Aug 25, 2006 22:22
The night air of late summer is cool. The grasses still damp from yesterday's all day rain, and todays overcast dampness. The weather fits my melancholy mood...
Someone I know has died unexpectantly. I did not know her well. I had never been to her home, or met her family. Like most of the people I work with, we shared our eight hours together on many different days, and then parted ways, always wishing each other a good evening or weekend... Yet, the loss has struck a chord in me that is deep and sad and long.
In our line of work, humor always comes in handy. Humor and empathy. And me and Tori shared both. We laughed together even when the days were long, busy, and exhausting.
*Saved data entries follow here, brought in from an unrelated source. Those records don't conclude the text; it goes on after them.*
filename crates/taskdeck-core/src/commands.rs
use anyhow::anyhow;
use tokio::sync::mpsc::UnboundedReceiver;
use tracing::{debug, info, instrument};

use crate::cli::Command;
use crate::notice::Notice;
use crate::render::{Renderer, short_id};
use crate::store::TaskStore;
use crate::task::{Priority, Status, Task, TaskCreate, TaskPatch};
use crate::view::{StatusFilter, status_counts, visible_tasks};

#[instrument(skip(store, renderer, notices, command))]
pub async fn dispatch(
    store: &TaskStore,
    renderer: &mut Renderer,
    notices: &mut UnboundedReceiver<Notice>,
    command: Command,
) -> anyhow::Result<()> {
    // Commands read the mirror, so bring it current first; the watch
    // command keeps it current through the store's own watcher.
    store.load().await?;

    match command {
        Command::Add {
            title,
            description,
            priority,
        } => cmd_add(store, renderer, notices, title, description, priority).await,
        Command::List { status, search } => cmd_list(store, renderer, status, &search).await,
        Command::Show { id } => cmd_show(store, renderer, &id).await,
        Command::Counts => cmd_counts(store, renderer).await,
        Command::Modify {
            id,
            title,
            description,
            clear_description,
            status,
            priority,
        } => {
            let patch = TaskPatch {
                title,
                description: if clear_description {
                    Some(None)
                } else {
                    description.map(Some)
                },
                status,
                priority,
            };
            cmd_modify(store, renderer, notices, &id, patch).await
        }
        Command::Cycle { id } => cmd_cycle(store, renderer, notices, &id).await,
        Command::Done { id } => cmd_done(store, renderer, notices, &id).await,
        Command::Delete { id } => cmd_delete(store, renderer, notices, &id).await,
        Command::Watch { status, search } => {
            cmd_watch(store, renderer, notices, status, &search).await
        }
    }
}

fn drain_notices(renderer: &mut Renderer, notices: &mut UnboundedReceiver<Notice>) {
    while let Ok(notice) = notices.try_recv() {
        let _ = renderer.print_notice(&notice);
    }
}

// Accepts a full uuid or a unique prefix of the short form shown in the
// task table.
fn resolve_task(store: &TaskStore, raw: &str) -> anyhow::Result<Task> {
    let needle = raw.trim().to_ascii_lowercase().replace('-', "");
    if needle.is_empty() {
        return Err(anyhow!("empty task id"));
    }

    let tasks = store.tasks();
    let mut matches = tasks
        .iter()
        .filter(|task| task.id.simple().to_string().starts_with(&needle));

    let Some(found) = matches.next() else {
        return Err(anyhow!("no matching task: {raw}"));
    };
    if matches.next().is_some() {
        return Err(anyhow!("ambiguous task id: {raw}"));
    }
    Ok(found.clone())
}

#[instrument(skip(store, renderer, notices, description))]
async fn cmd_add(
    store: &TaskStore,
    renderer: &mut Renderer,
    notices: &mut UnboundedReceiver<Notice>,
    title: String,
    description: Option<String>,
    priority: Option<Priority>,
) -> anyhow::Result<()> {
    info!("command add");

    // Same polish as the board's create form: trimmed title, and an
    // empty description stays absent rather than empty.
    let create = TaskCreate {
        title: title.trim().to_string(),
        description: description
            .map(|d| d.trim().to_string())
            .filter(|d| !d.is_empty()),
        priority,
    };

    let result = store.create(create).await;
    drain_notices(renderer, notices);
    let task = result?;
    println!("Created task {}.", short_id(&task));
    Ok(())
}

#[instrument(skip(store, renderer))]
async fn cmd_list(
    store: &TaskStore,
    renderer: &mut Renderer,
    status: StatusFilter,
    search: &str,
) -> anyhow::Result<()> {
    info!("command list");

    let tasks = store.tasks();
    let visible = visible_tasks(&tasks, status, search);
    debug!(
        total = tasks.len(),
        visible = visible.len(),
        "rendering board"
    );
    renderer.print_task_table(&visible)?;
    Ok(())
}

#[instrument(skip(store, renderer))]
async fn cmd_show(store: &TaskStore, renderer: &mut Renderer, id: &str) -> anyhow::Result<()> {
    info!("command show");

    let task = resolve_task(store, id)?;
    renderer.print_task_info(&task)?;
    Ok(())
}

#[instrument(skip(store, renderer))]
async fn cmd_counts(store: &TaskStore, renderer: &mut Renderer) -> anyhow::Result<()> {
    info!("command counts");

    let counts = status_counts(&store.tasks());
    renderer.print_counts(&counts)?;
    Ok(())
}

#[instrument(skip(store, renderer, notices, patch))]
async fn cmd_modify(
    store: &TaskStore,
    renderer: &mut Renderer,
    notices: &mut UnboundedReceiver<Notice>,
    id: &str,
    patch: TaskPatch,
) -> anyhow::Result<()> {
    info!("command modify");

    if patch.is_empty() {
        return Err(anyhow!("nothing to modify; pass at least one field"));
    }

    let task = resolve_task(store, id)?;
    let result = store.update(task.id, patch).await;
    drain_notices(renderer, notices);
    let updated = result?;
    println!("Modified task {}.", short_id(&updated));
    Ok(())
}

#[instrument(skip(store, renderer, notices))]
async fn cmd_cycle(
    store: &TaskStore,
    renderer: &mut Renderer,
    notices: &mut UnboundedReceiver<Notice>,
    id: &str,
) -> anyhow::Result<()> {
    info!("command cycle");

    let task = resolve_task(store, id)?;
    let next = task.status.cycled();
    let result = store.update(task.id, TaskPatch::status(next)).await;
    drain_notices(renderer, notices);
    let updated = result?;
    println!("Task {} is now {}.", short_id(&updated), updated.status);
    Ok(())
}

#[instrument(skip(store, renderer, notices))]
async fn cmd_done(
    store: &TaskStore,
    renderer: &mut Renderer,
    notices: &mut UnboundedReceiver<Notice>,
    id: &str,
) -> anyhow::Result<()> {
    info!("command done");

    let task = resolve_task(store, id)?;
    let result = store
        .update(task.id, TaskPatch::status(Status::Completed))
        .await;
    drain_notices(renderer, notices);
    let updated = result?;
    println!("Completed task {}.", short_id(&updated));
    Ok(())
}

#[instrument(skip(store, renderer, notices))]
async fn cmd_delete(
    store: &TaskStore,
    renderer: &mut Renderer,
    notices: &mut UnboundedReceiver<Notice>,
    id: &str,
) -> anyhow::Result<()> {
    info!("command delete");

    let task = resolve_task(store, id)?;
    let result = store.remove(task.id).await;
    drain_notices(renderer, notices);
    result?;
    println!("Deleted task {}.", short_id(&task));
    Ok(())
}

#[instrument(skip(store, renderer, notices))]
async fn cmd_watch(
    store: &TaskStore,
    renderer: &mut Renderer,
    notices: &mut UnboundedReceiver<Notice>,
    status: StatusFilter,
    search: &str,
) -> anyhow::Result<()> {
    info!("command watch");

    let mut revisions = store.revisions();
    render_board(store, renderer, status, search)?;

    loop {
        tokio::select! {
            changed = revisions.changed() => {
                if changed.is_err() {
                    return Ok(());
                }
                render_board(store, renderer, status, search)?;
            }
            notice = notices.recv() => {
                match notice {
                    Some(notice) => renderer.print_notice(&notice)?,
                    None => return Ok(()),
                }
            }
            _ = tokio::signal::ctrl_c() => {
                info!("watch interrupted");
                return Ok(());
            }
        }
    }
}

fn render_board(
    store: &TaskStore,
    renderer: &mut Renderer,
    status: StatusFilter,
    search: &str,
) -> anyhow::Result<()> {
    let tasks = store.tasks();
    println!();
    renderer.print_task_table(&visible_tasks(&tasks, status, search))?;
    println!();
    renderer.print_counts(&status_counts(&tasks))?;
    Ok(())
}
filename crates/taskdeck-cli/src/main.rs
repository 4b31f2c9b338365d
use std::ffi::OsString;

fn main() {
    let args: Vec<OsString> = std::env::args_os().collect();
    if let Err(err) = taskdeck_core::run(args) {
        eprintln!("error: {err:#}");
        std::process::exit(1);
    }
}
We empathized with each other about work loads, mean nurses, and difficult patients. Throughout her pregnancy, I was always sure to ask how she was feeling, and sympathize with her endless days of nausea, swollen feet, and back aches. I touched her belly, and felt her baby move. She teased me one day when I accidently gave her a static shock, telling me her baby was gonna come out looking like Powder, the character from a movie. Being that she was a black woman, the idea of a powder white baby was hilarious at the time, and I howled with laughter from the unexpected line. We had, on the unit, a singing toy rabbit, round about Easter time. That rabbit drove her mad with it's repeated song. I used to wait until she left to use the bathroom, and put it in her chair. She was so mad at me!!!
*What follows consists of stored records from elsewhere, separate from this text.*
use std::str::FromStr;

use crate::task::{Status, Task};

#[derive(Debug, Clone, Copy, Default, PartialEq, Eq)]
pub enum StatusFilter {
    #[default]
    All,
    Only(Status),
}

impl FromStr for StatusFilter {
    type Err = anyhow::Error;

    fn from_str(s: &str) -> Result<Self, Self::Err> {
        if s.trim().eq_ignore_ascii_case("all") {
            Ok(StatusFilter::All)
        } else {
            Ok(StatusFilter::Only(s.parse()?))
        }
    }
}

// A task is visible iff the status filter admits it and the query, when
// non-empty, is a case-insensitive substring of its title or description.
// Input order is preserved (newest-first, as the store keeps it).
pub fn visible_tasks(tasks: &[Task], filter: StatusFilter, query: &str) -> Vec<Task> {
    let q = query.to_ascii_lowercase();

    tasks
        .iter()
        .filter(|task| {
            let status_ok = match filter {
                StatusFilter::All => true,
                StatusFilter::Only(status) => task.status == status,
            };
            if !status_ok {
                return false;
            }
            if q.is_empty() {
                return true;
            }

            let title_match = task.title.to_ascii_lowercase().contains(&q);
            let description_match = task
                .description
                .as_deref()
                .map(|description| description.to_ascii_lowercase().contains(&q))
                .unwrap_or(false);
            title_match || description_match
        })
        .cloned()
        .collect()
}

#[derive(Debug, Clone, Copy, Default, PartialEq, Eq)]
pub struct StatusCounts {
    pub todo: usize,
    pub in_progress: usize,
    pub completed: usize,
}

impl StatusCounts {
    pub fn total(&self) -> usize {
        self.todo + self.in_progress + self.completed
    }
}

// Totals over the full unfiltered list, independent of search and filter.
pub fn status_counts(tasks: &[Task]) -> StatusCounts {
    let mut counts = StatusCounts::default();
    for task in tasks {
        match task.status {
            Status::Todo => counts.todo += 1,
            Status::InProgress => counts.in_progress += 1,
            Status::Completed => counts.completed += 1,
        }
    }
    counts
}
I wanted to be her friend. I was her friend. She was mine. But I mean to say, we got along so well at work, I always meant to do somehing more. I missed her baby shower because I went out of town. We never got around to doing anything else. She was busy with a family, seven-year-old daughter, husband, and 2 step children every-other weekend. I was busy just living my life. Going to the chiroprator, visting friends and family.
And now she is gone. Suddenly. Unexpectedly. Pulmonary Embolism five days after having a new baby girl. Leaving behind her family, her frineds, and the rest of us. All shaking our heads, and shedding our tears, and wishing somehow we had taken the time to say the things you say when you know someone is going to be gone. To do the things we meant to do. To grieve.